NEW TELEHEALTH STATS⁠ — A post from McKinsey estimates that up to $250 billion of the country’s current health care spending could be done virtually, considering patients’ rapid adoption of telehealth.

About 76 percent of consumers were highly or moderately likely to use telehealth in the future, according to the consulting firm’s recent surveys. Seventy-four percent of people who had used telehealth reported high satisfaction.

Providers are getting on board too. About 57 percent of providers said they viewed virtual care more favorably than they did before the pandemic, and 64 percent said they’re more comfortable using it.

IN EHR STUDY, NO SIGNIFICANT CHANGE IN DIABETES COSTS — A major cohort study of type 2 diabetes patients in Denmark found that using EHR software with a disease management program led to a small increase in patients’ treatment costs and a reduction in emergency hospital visit costs, but there was “no statistically significant change in cost overall.”

“Large health care cost savings associated with improved use of EHR-based disease management systems should not be expected to be realized in the short term,” the researchers wrote.

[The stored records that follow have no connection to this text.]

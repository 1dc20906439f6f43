//! Card identifier as printed in the bottom-left corner, e.g. `12/204 • EN • 3`.

use regex::Regex;
use serde::{Deserialize, Serialize};
use std::fmt;
use std::sync::LazyLock;

use crate::symbols::SEPARATOR;

/// Tolerates the separator glyph being read as `-`, `+`, `<` or any single stray character.
static IDENTIFIER_REGEX: LazyLock<Regex> = LazyLock::new(|| {
    Regex::new(
        r"^(?P<number>\d+)(?P<variant>[a-z])?[/1](?P<grouping>[A-Z]?\d+)(?: ?[-+<]{1,2} ?| (?:. )?)(?P<language>\w+)(?: ?[-+<]{1,2} ?| (?:. )?)(?P<set>\S+)$",
    )
    .expect("identifier regex is valid")
});

#[derive(Clone, Debug, PartialEq, Eq, Serialize, Deserialize)]
pub struct Identifier {
    pub number: u32,
    pub variant: Option<String>,
    /// `204` for regular cards, `P1`, `D23`, `C1`, ... for promos.
    pub grouping: String,
    pub language: String,
    pub set_code: String,
}

impl Identifier {
    /// Parses the recognized identifier line. Returns `None` when it doesn't look like one.
    pub fn parse(text: &str) -> Option<Self> {
        let caps = IDENTIFIER_REGEX.captures(text.trim())?;
        let number = caps["number"].parse().ok()?;
        let mut set_code = caps["set"].to_string();
        // Quest set code is often read with a zero
        if set_code == "01" {
            set_code = "Q1".to_string();
        }
        Some(Self {
            number,
            variant: caps.name("variant").map(|m| m.as_str().to_string()),
            grouping: caps["grouping"].to_string(),
            language: caps["language"].to_string(),
            set_code,
        })
    }

    pub fn is_promo(&self) -> bool {
        !self.grouping.chars().all(|c| c.is_ascii_digit())
    }

    pub fn is_quest(&self) -> bool {
        self.set_code.starts_with('Q')
    }
}

impl fmt::Display for Identifier {
    fn fmt(&self, f: &mut fmt::Formatter<'_>) -> fmt::Result {
        write!(
            f,
            "{}{}/{} {} {} {} {}",
            self.number,
            self.variant.as_deref().unwrap_or(""),
            self.grouping,
            SEPARATOR,
            self.language,
            SEPARATOR,
            self.set_code
        )
    }
}

#[cfg(test)]
mod tests {
    use super::*;

    #[test]
    fn test_parse_regular_identifier() {
        let id = Identifier::parse("12/204 • EN • 3").unwrap();
        assert_eq!(id.number, 12);
        assert_eq!(id.grouping, "204");
        assert_eq!(id.language, "EN");
        assert_eq!(id.set_code, "3");
        assert!(!id.is_promo());
        assert_eq!(id.to_string(), "12/204 • EN • 3");
    }

    #[test]
    fn test_parse_noisy_separators() {
        let id = Identifier::parse("7a/P1 - FR + 2").unwrap();
        assert_eq!(id.variant.as_deref(), Some("a"));
        assert_eq!(id.grouping, "P1");
        assert!(id.is_promo());

        // Slash read as a 1, separator read as a stray character
        let id = Identifier::parse("10131 x DE x 01").unwrap();
        assert_eq!(id.number, 10);
        assert_eq!(id.grouping, "31");
        assert_eq!(id.set_code, "Q1");
        assert!(id.is_quest());
    }

    #[test]
    fn test_parse_garbage() {
        assert!(Identifier::parse("").is_none());
        assert!(Identifier::parse("Artist Name").is_none());
    }
}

CONTACT TRACING IN THE WORKPLACE — Thousands of employees around the world are already submitting to contact-tracing apps deployed by their workplace, Buzzfeed reports. But it’s not clear how well they work, ACLU’s Neema Singh Guliani told Buzzfeed. “When you have trained health professionals, they’re trained to build trust, where there are restrictions on how data can be used. Those existing structures don’t exist in the HR context,” she said.

SILICON VALLEY CHECK-IN — Twitter’s decision last week to fact-check President Donald Trump’s tweets has roped Silicon Valley’s biggest players into a political fight with Washington when they least wanted it, our POLITICO Tech colleagues Steven Overly and Nancy Scola write.

... “This is a debate that had been inside the Beltway that’s now gone national, and that means that advocates of online free speech need to prepare a national response,” said Carl Szabo, the vice president and general counsel at NetChoice, one of many tech industry trade groups responding to the Trump-Twitter showdown.

“What’s the opposite of ‘A rising tide lifts all boats?’ That’s this,” said one tech company policy official, who spoke anonymously because of the sensitivities of the situation.

ON TAP THIS WEEK — Some virtual events we’re tracking:

— ONC hosts a working session on patient identity and matching today. ONC head Don Rucker, deputy national coordinator Steve Posnack and chief clinical officer Andrew Gettinger are slated to speak, as is Rep. Bill Foster (D-Ill.), who has supported removing a ban on using HHS funds for national patient identifiers.

— On Thursday, the Bipartisan Policy Center convenes a discussion on rural telehealth during the pandemic.

What We're Reading

— On health data: Whole Foods has fired an employee who was keeping track of coronavirus cases, Lauren Kaori Gurley reports for Vice’s Motherboard.

— Ronda Kaysen draws a parallel between telemedicine and virtual home repairs in The New York Times.

— The Children’s Hospital of Philadelphia’s Meredith Matone writes in the Incidental Economist about taking a precision approach to contact tracing.